Four days ago an F-22 Raptor's first air-to-air kill became a high altitude spy balloon. That may be thrilling, but no less than when a naval hot air balloon landed in a village sarpanch's house in north India – with the Deputy Chief of the Naval Staff in it!

On Saturday, February 4, 2023, an F-22 Raptor from US Air Force’s Northern Command took down a “high altitude surveillance balloon launched by and belonging to the People’s Republic of China (PRC) over the water off the coast of South Carolina in US airspace.”

The debris fell harmlessly into the sea where multiple agencies were positioned to recover it. With this, US-China relations have touched a new low.

I have a balloon story too.

This dates back to the 90s, soon after I met my life partner to be. The colourful new balloon with Indian Navy markings belonged to the Integrated Headquarters of the Ministry of Defence (Navy)’s Directorate of Adventure, Physical Fitness and Sports Activities (DAPSA).
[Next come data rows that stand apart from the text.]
use std::fmt;

use serde::{Deserialize, Serialize};

use crate::shared::{AppError, Result};

/// Bucket granularity: two decimal places is roughly 1.1 km at the equator,
/// coarse enough that GPS jitter never moves a coordinate across buckets.
const BUCKET_SCALE: f64 = 100.0;

#[derive(Debug, Clone, Copy, PartialEq, Serialize, Deserialize)]
pub struct Coordinate {
    pub latitude: f64,
    pub longitude: f64,
}

impl Coordinate {
    pub fn new(latitude: f64, longitude: f64) -> Result<Self> {
        if !(-90.0..=90.0).contains(&latitude) {
            return Err(AppError::Validation(format!(
                "latitude out of range: {latitude}"
            )));
        }
        if !(-180.0..=180.0).contains(&longitude) {
            return Err(AppError::Validation(format!(
                "longitude out of range: {longitude}"
            )));
        }
        Ok(Self {
            latitude,
            longitude,
        })
    }

    /// Haversine distance in meters.
    pub fn distance_meters(&self, other: &Coordinate) -> f64 {
        const EARTH_RADIUS_KM: f64 = 6371.0;
        let d_lat = (other.latitude - self.latitude).to_radians();
        let d_lon = (other.longitude - self.longitude).to_radians();
        let a = (d_lat / 2.0).sin().powi(2)
            + self.latitude.to_radians().cos()
                * other.latitude.to_radians().cos()
                * (d_lon / 2.0).sin().powi(2);
        let c = 2.0 * a.sqrt().atan2((1.0 - a).sqrt());
        EARTH_RADIUS_KM * c * 1000.0
    }
}

/// Coordinate rounded to a fixed grid. Only a bucket change counts as
/// "location changed enough to matter" for cache invalidation.
#[derive(Debug, Clone, Copy, PartialEq, Eq, Hash, Serialize, Deserialize)]
pub struct LocationBucket {
    lat_centi: i32,
    lon_centi: i32,
}

impl LocationBucket {
    pub fn from_coordinate(coordinate: Coordinate) -> Self {
        Self {
            lat_centi: (coordinate.latitude * BUCKET_SCALE).round() as i32,
            lon_centi: (coordinate.longitude * BUCKET_SCALE).round() as i32,
        }
    }
}

impl fmt::Display for LocationBucket {
    fn fmt(&self, f: &mut fmt::Formatter<'_>) -> fmt::Result {
        write!(f, "{}:{}", self.lat_centi, self.lon_centi)
    }
}

/// Permission/availability state machine for platform geolocation.
/// Transitions are monotonic except `granted <-> requesting`; permission can
/// be re-requested after a denial, never after capability absence.
#[derive(Debug, Clone, PartialEq)]
pub enum LocationState {
    Unknown,
    Requesting,
    Granted { coordinate: Coordinate },
    Denied,
    Unavailable,
}

impl LocationState {
    pub fn coordinate(&self) -> Option<Coordinate> {
        match self {
            LocationState::Granted { coordinate } => Some(*coordinate),
            _ => None,
        }
    }

    pub fn is_granted(&self) -> bool {
        matches!(self, LocationState::Granted { .. })
    }

    pub fn status_text(&self) -> &'static str {
        match self {
            LocationState::Unknown => "Location permission not requested",
            LocationState::Requesting => "Requesting location permission...",
            LocationState::Granted { .. } => "Location access granted",
            LocationState::Denied => "Location access denied",
            LocationState::Unavailable => "Location services unavailable",
        }
    }
}

#[cfg(test)]
mod tests {
    use super::*;

    #[test]
    fn coordinate_range_is_validated() {
        assert!(Coordinate::new(91.0, 0.0).is_err());
        assert!(Coordinate::new(0.0, -181.0).is_err());
        assert!(Coordinate::new(35.68, 139.69).is_ok());
    }

    #[test]
    fn gps_jitter_stays_in_one_bucket() {
        let a = Coordinate::new(35.6812, 139.7671).unwrap();
        let b = Coordinate::new(35.6809, 139.7668).unwrap();
        assert_eq!(
            LocationBucket::from_coordinate(a),
            LocationBucket::from_coordinate(b)
        );
    }

    #[test]
    fn a_real_move_changes_the_bucket() {
        let home = Coordinate::new(35.68, 139.76).unwrap();
        let office = Coordinate::new(35.70, 139.76).unwrap();
        assert_ne!(
            LocationBucket::from_coordinate(home),
            LocationBucket::from_coordinate(office)
        );
    }

    #[test]
    fn haversine_is_plausible() {
        let tokyo = Coordinate::new(35.6812, 139.7671).unwrap();
        let yokohama = Coordinate::new(35.4437, 139.6380).unwrap();
        let d = tokyo.distance_meters(&yokohama);
        assert!((25_000.0..35_000.0).contains(&d), "got {d}");
    }
}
Unlike the Chinese “research” balloon that reportedly used artificial intelligence and air currents to figure its way into continental USA, this one was a hot air balloon meant to foster the spirit of adventure among Navy folks.

Under the Balloon. Photo: Kaypius pic

When hot air was met with cold shoulder

My reasons for floating over the skies of Delhi and neighbouring Haryana were rather simple: my fiancée Madhuri was posted at Delhi while I was serving on a warship in the Southern Naval Command for the award of a watch-keeping ticket (WKT). The ship’s commanding officer was a thoroughbred gunner; a hard taskmaster who viewed everything that flew – pilots included – as legitimate targets.

Standing watch at sea for hours and manning the gangway in harbour was giving me a stress fracture in the brain.

Separation pangs were upon me and I would have run an ultra-marathon to New Delhi only if somebody would have granted me leave. But it was easier to ask for the Kohinoor diamond under that command.

It was late December. Winters are the ideal season for ballooning. DAPSA sought volunteers for a two-week ballooning camp at Delhi. The India General (equivalent of a ‘K Broadcast’ which is an IAF-wide message that reaches the rank and file of the air force) found its way into the signal pack and I chanced upon it as Assistant Officer of the Day.

It was a godsent opportunity for me. But there was a small problem – our commanding officer believed young aviators posted on ships must take sanyaas from such activities. I somehow found my inner voice and approached the commanding officer gingerly with a request to be sent for the camp. He scrunched his nose in distaste and asked me to return to the gangway forthwith.

Love story melts a gunner’s heart!

Quite like President Biden’s decision dilemma “to shoot or not to shoot”, I had a narrow window of three days to get my name into the list.

Love can be a powerful driving force.

I went ashore, plotted with the Staff Officer (Sports and Adventure) in the headquarters and secured a tentative berth under the “nominated to volunteer” category, provided I could get the green signal from the ship. I returned to the ship with a more inflated story about my love for flying, adventure and so on.

The commanding officer ripped through my ‘Balloon Files’ immediately.

“I know your story about love for ballooning, etc. is all hot air. There is some other agenda – come on, out with it,” he said.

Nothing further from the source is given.